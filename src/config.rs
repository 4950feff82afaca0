use serde::{Deserialize, Serialize};

use std::collections::HashMap;
use std::fmt;
use std::time::Duration;

#[derive(Debug, Clone, Deserialize, Serialize, Default)]
pub struct Config {
    #[serde(default)]
    pub dialog: DialogConfig,
    #[serde(default)]
    pub runtime: RuntimeConfig,
    #[serde(default)]
    pub flows: FlowsConfig,
}

/// Global dialog settings. Timeout intervals may be overridden per bot.
#[derive(Debug, Clone, Deserialize, Serialize)]
#[serde(default)]
pub struct DialogConfig {
    /// How long a conversation context (flow, node, temp vars) survives without activity.
    pub context_timeout_interval: String,
    /// How long the session identity and session vars survive without activity.
    pub session_timeout_interval: String,
    /// Flow a brand new context starts in.
    pub default_flow: String,
    /// Maximum number of transitions a single turn may take.
    pub max_transition_hops: u32,
    /// Upper bound for one action execution, in milliseconds.
    pub action_timeout_ms: u64,
    /// Elected intents below this scaled confidence fall back to `none`.
    pub min_intent_confidence: f64,
    /// Bot-level overrides keyed by bot id.
    pub bots: HashMap<String, BotDialogConfig>,
}

/// Per-bot overrides. `None` falls back to the global value.
#[derive(Debug, Clone, Deserialize, Serialize, Default, PartialEq)]
#[serde(default)]
pub struct BotDialogConfig {
    pub context_timeout_interval: Option<String>,
    pub session_timeout_interval: Option<String>,
}

#[derive(Debug, Clone, Deserialize, Serialize)]
#[serde(default)]
pub struct RuntimeConfig {
    /// Capacity of each session actor's command channel.
    pub command_buffer: usize,
    /// Idle session actors shut down after this many seconds.
    pub actor_inactivity_timeout_secs: u64,
    /// Interval of the expiry sweeper, in seconds.
    pub sweeper_interval_secs: u64,
}

#[derive(Debug, Clone, Deserialize, Serialize)]
#[serde(default)]
pub struct FlowsConfig {
    /// Directory holding `*.flow.json` / `*.flow.yaml` definitions.
    pub directory: String,
}

impl Config {
    /// Load configuration from environment variables, with defaults.
    pub fn load() -> Result<Self, config::ConfigError> {
        // Load .env file if present
        dotenvy::dotenv().ok();

        let config = config::Config::builder()
            .add_source(config::Config::try_from(&Self::default())?)
            // Override with environment variables using `FLOWBOT__` prefix and `__` separator
            // e.g., FLOWBOT__DIALOG__CONTEXT_TIMEOUT_INTERVAL="5m"
            .add_source(
                config::Environment::with_prefix("FLOWBOT")
                    .prefix_separator("__")
                    .separator("__"),
            )
            .build()?;

        config.try_deserialize()
    }
}

impl DialogConfig {
    /// Returns the overrides for a bot, or empty overrides if none are configured.
    pub fn for_bot(&self, bot_id: &str) -> BotDialogConfig {
        self.bots.get(bot_id).cloned().unwrap_or_default()
    }

    pub fn action_timeout(&self) -> Duration {
        Duration::from_millis(self.action_timeout_ms)
    }
}

impl RuntimeConfig {
    pub fn actor_inactivity_timeout(&self) -> Duration {
        Duration::from_secs(self.actor_inactivity_timeout_secs)
    }

    pub fn sweeper_interval(&self) -> Duration {
        Duration::from_secs(self.sweeper_interval_secs)
    }
}

impl Default for DialogConfig {
    fn default() -> Self {
        Self {
            context_timeout_interval: "2m".to_string(),
            session_timeout_interval: "30m".to_string(),
            default_flow: "main.flow.json".to_string(),
            max_transition_hops: 32,
            action_timeout_ms: 10_000,
            min_intent_confidence: 0.3,
            bots: HashMap::new(),
        }
    }
}

impl Default for RuntimeConfig {
    fn default() -> Self {
        Self {
            command_buffer: 32,
            actor_inactivity_timeout_secs: 300,
            sweeper_interval_secs: 30,
        }
    }
}

impl Default for FlowsConfig {
    fn default() -> Self {
        Self {
            directory: "./flows".to_string(),
        }
    }
}

impl fmt::Display for Config {
    fn fmt(&self, f: &mut fmt::Formatter<'_>) -> fmt::Result {
        // Use serde to serialize to pretty JSON
        match serde_json::to_string_pretty(&self) {
            Ok(json) => write!(f, "{}", json),
            Err(_) => write!(f, "Error serializing config"),
        }
    }
}
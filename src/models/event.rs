use chrono::{DateTime, Utc};
use serde::{Deserialize, Serialize};
use uuid::Uuid;

/// A confidence-scored intent produced by the external NLU predictor.
#[derive(Debug, Clone, PartialEq, Serialize, Deserialize)]
pub struct Prediction {
    pub name: String,
    pub confidence: f64,
}

impl Prediction {
    pub fn new(name: impl Into<String>, confidence: f64) -> Self {
        Self {
            name: name.into(),
            confidence,
        }
    }
}

/// NLU block attached to an inbound event.
#[derive(Debug, Clone, Default, PartialEq, Serialize, Deserialize)]
#[serde(rename_all = "camelCase")]
pub struct NluPayload {
    #[serde(default)]
    pub predictions: Vec<Prediction>,
    #[serde(default, skip_serializing_if = "Option::is_none")]
    pub detected_language: Option<String>,
}

/// An inbound event for one conversation.
#[derive(Debug, Clone, Serialize, Deserialize)]
#[serde(rename_all = "camelCase")]
pub struct Event {
    pub id: Uuid,
    pub bot_id: String,
    #[serde(rename = "type")]
    pub event_type: String,
    #[serde(default)]
    pub payload: serde_json::Value,
    #[serde(default, skip_serializing_if = "Option::is_none")]
    pub nlu: Option<NluPayload>,
    pub created_at: DateTime<Utc>,
}

impl Event {
    pub fn new(bot_id: impl Into<String>, event_type: impl Into<String>, payload: serde_json::Value) -> Self {
        Self {
            id: Uuid::now_v7(),
            bot_id: bot_id.into(),
            event_type: event_type.into(),
            payload,
            nlu: None,
            created_at: Utc::now(),
        }
    }

    /// Shorthand for a `text` event with `{ "text": ... }` payload.
    pub fn text(bot_id: impl Into<String>, text: impl Into<String>) -> Self {
        Self::new(bot_id, "text", serde_json::json!({ "text": text.into() }))
    }

    pub fn with_predictions(mut self, predictions: Vec<Prediction>) -> Self {
        self.nlu.get_or_insert_with(NluPayload::default).predictions = predictions;
        self
    }

    pub fn with_language(mut self, language: impl Into<String>) -> Self {
        self.nlu.get_or_insert_with(NluPayload::default).detected_language = Some(language.into());
        self
    }

    pub fn predictions(&self) -> &[Prediction] {
        self.nlu.as_ref().map(|nlu| nlu.predictions.as_slice()).unwrap_or_default()
    }
}

#[cfg(test)]
mod tests {
    use super::*;

    #[test]
    fn test_event_wire_shape() {
        let event = Event::text("bot", "hello").with_language("en");
        let value = serde_json::to_value(&event).unwrap();
        assert_eq!(value["type"], "text");
        assert_eq!(value["botId"], "bot");
        assert_eq!(value["payload"]["text"], "hello");
        assert_eq!(value["nlu"]["detectedLanguage"], "en");
    }

    #[test]
    fn test_predictions_default_empty() {
        let event = Event::text("bot", "hi");
        assert!(event.predictions().is_empty());

        let event = event.with_predictions(vec![Prediction::new("greet", 0.9)]);
        assert_eq!(event.predictions().len(), 1);
    }
}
-----
**WHAT NEEDS TO BE DONE**. Reproduce all of the listing, exactly as given.

**SOLVED EXERCISE**.
filename src/config.rs
repository 4950feff82afaca0
use serde::{Deserialize, Serialize};

use std::collections::HashMap;
use std::fmt;
use std::time::Duration;

#[derive(Debug, Clone, Deserialize, Serialize, Default)]
pub struct Config {
    #[serde(default)]
    pub dialog: DialogConfig,
    #[serde(default)]
    pub runtime: RuntimeConfig,
    #[serde(default)]
    pub flows: FlowsConfig,
}

/// Global dialog settings. Timeout intervals may be overridden per bot.
#[derive(Debug, Clone, Deserialize, Serialize)]
#[serde(default)]
pub struct DialogConfig {
    /// How long a conversation context (flow, node, temp vars) survives without activity.
    pub context_timeout_interval: String,
    /// How long the session identity and session vars survive without activity.
    pub session_timeout_interval: String,
    /// Flow a brand new context starts in.
    pub default_flow: String,
    /// Maximum number of transitions a single turn may take.
    pub max_transition_hops: u32,
    /// Upper bound for one action execution, in milliseconds.
    pub action_timeout_ms: u64,
    /// Elected intents below this scaled confidence fall back to `none`.
    pub min_intent_confidence: f64,
    /// Bot-level overrides keyed by bot id.
    pub bots: HashMap<String, BotDialogConfig>,
}

/// Per-bot overrides. `None` falls back to the global value.
#[derive(Debug, Clone, Deserialize, Serialize, Default, PartialEq)]
#[serde(default)]
pub struct BotDialogConfig {
    pub context_timeout_interval: Option<String>,
    pub session_timeout_interval: Option<String>,
}

#[derive(Debug, Clone, Deserialize, Serialize)]
#[serde(default)]
pub struct RuntimeConfig {
    /// Capacity of each session actor's command channel.
    pub command_buffer: usize,
    /// Idle session actors shut down after this many seconds.
    pub actor_inactivity_timeout_secs: u64,
    /// Interval of the expiry sweeper, in seconds.
    pub sweeper_interval_secs: u64,
}

#[derive(Debug, Clone, Deserialize, Serialize)]
#[serde(default)]
pub struct FlowsConfig {
    /// Directory holding `*.flow.json` / `*.flow.yaml` definitions.
    pub directory: String,
}

impl Config {
    /// Load configuration from environment variables, with defaults.
    pub fn load() -> Result<Self, config::ConfigError> {
        // Load .env file if present
        dotenvy::dotenv().ok();

        let config = config::Config::builder()
            .add_source(config::Config::try_from(&Self::default())?)
            // Override with environment variables using `FLOWBOT__` prefix and `__` separator
            // e.g., FLOWBOT__DIALOG__CONTEXT_TIMEOUT_INTERVAL="5m"
            .add_source(
                config::Environment::with_prefix("FLOWBOT")
                    .prefix_separator("__")
                    .separator("__"),
            )
            .build()?;

        config.try_deserialize()
    }
}

impl DialogConfig {
    /// Returns the overrides for a bot, or empty overrides if none are configured.
    pub fn for_bot(&self, bot_id: &str) -> BotDialogConfig {
        self.bots.get(bot_id).cloned().unwrap_or_default()
    }

    pub fn action_timeout(&self) -> Duration {
        Duration::from_millis(self.action_timeout_ms)
    }
}

impl RuntimeConfig {
    pub fn actor_inactivity_timeout(&self) -> Duration {
        Duration::from_secs(self.actor_inactivity_timeout_secs)
    }

    pub fn sweeper_interval(&self) -> Duration {
        Duration::from_secs(self.sweeper_interval_secs)
    }
}

impl Default for DialogConfig {
    fn default() -> Self {
        Self {
            context_timeout_interval: "2m".to_string(),
            session_timeout_interval: "30m".to_string(),
            default_flow: "main.flow.json".to_string(),
            max_transition_hops: 32,
            action_timeout_ms: 10_000,
            min_intent_confidence: 0.3,
            bots: HashMap::new(),
        }
    }
}

impl Default for RuntimeConfig {
    fn default() -> Self {
        Self {
            command_buffer: 32,
            actor_inactivity_timeout_secs: 300,
            sweeper_interval_secs: 30,
        }
    }
}

impl Default for FlowsConfig {
    fn default() -> Self {
        Self {
            directory: "./flows".to_string(),
        }
    }
}

impl fmt::Display for Config {
    fn fmt(&self, f: &mut fmt::Formatter<'_>) -> fmt::Result {
        // Use serde to serialize to pretty JSON
        match serde_json::to_string_pretty(&self) {
            Ok(json) => write!(f, "{}", json),
            Err(_) => write!(f, "Error serializing config"),
        }
    }
}
filename src/models/event.rs
use chrono::{DateTime, Utc};
use serde::{Deserialize, Serialize};
use uuid::Uuid;

/// A confidence-scored intent produced by the external NLU predictor.
#[derive(Debug, Clone, PartialEq, Serialize, Deserialize)]
pub struct Prediction {
    pub name: String,
    pub confidence: f64,
}

impl Prediction {
    pub fn new(name: impl Into<String>, confidence: f64) -> Self {
        Self {
            name: name.into(),
            confidence,
        }
    }
}

/// NLU block attached to an inbound event.
#[derive(Debug, Clone, Default, PartialEq, Serialize, Deserialize)]
#[serde(rename_all = "camelCase")]
pub struct NluPayload {
    #[serde(default)]
    pub predictions: Vec<Prediction>,
    #[serde(default, skip_serializing_if = "Option::is_none")]
    pub detected_language: Option<String>,
}

/// An inbound event for one conversation.
#[derive(Debug, Clone, Serialize, Deserialize)]
#[serde(rename_all = "camelCase")]
pub struct Event {
    pub id: Uuid,
    pub bot_id: String,
    #[serde(rename = "type")]
    pub event_type: String,
    #[serde(default)]
    pub payload: serde_json::Value,
    #[serde(default, skip_serializing_if = "Option::is_none")]
    pub nlu: Option<NluPayload>,
    pub created_at: DateTime<Utc>,
}

impl Event {
    pub fn new(bot_id: impl Into<String>, event_type: impl Into<String>, payload: serde_json::Value) -> Self {
        Self {
            id: Uuid::now_v7(),
            bot_id: bot_id.into(),
            event_type: event_type.into(),
            payload,
            nlu: None,
            created_at: Utc::now(),
        }
    }

    /// Shorthand for a `text` event with `{ "text": ... }` payload.
    pub fn text(bot_id: impl Into<String>, text: impl Into<String>) -> Self {
        Self::new(bot_id, "text", serde_json::json!({ "text": text.into() }))
    }

    pub fn with_predictions(mut self, predictions: Vec<Prediction>) -> Self {
        self.nlu.get_or_insert_with(NluPayload::default).predictions = predictions;
        self
    }

    pub fn with_language(mut self, language: impl Into<String>) -> Self {
        self.nlu.get_or_insert_with(NluPayload::default).detected_language = Some(language.into());
        self
    }

    pub fn predictions(&self) -> &[Prediction] {
        self.nlu.as_ref().map(|nlu| nlu.predictions.as_slice()).unwrap_or_default()
    }
}

#[cfg(test)]
mod tests {
    use super::*;

    #[test]
    fn test_event_wire_shape() {
        let event = Event::text("bot", "hello").with_language("en");
        let value = serde_json::to_value(&event).unwrap();
        assert_eq!(value["type"], "text");
        assert_eq!(value["botId"], "bot");
        assert_eq!(value["payload"]["text"], "hello");
        assert_eq!(value["nlu"]["detectedLanguage"], "en");
    }

    #[test]
    fn test_predictions_default_empty() {
        let event = Event::text("bot", "hi");
        assert!(event.predictions().is_empty());

        let event = event.with_predictions(vec![Prediction::new("greet", 0.9)]);
        assert_eq!(event.predictions().len(), 1);
    }
}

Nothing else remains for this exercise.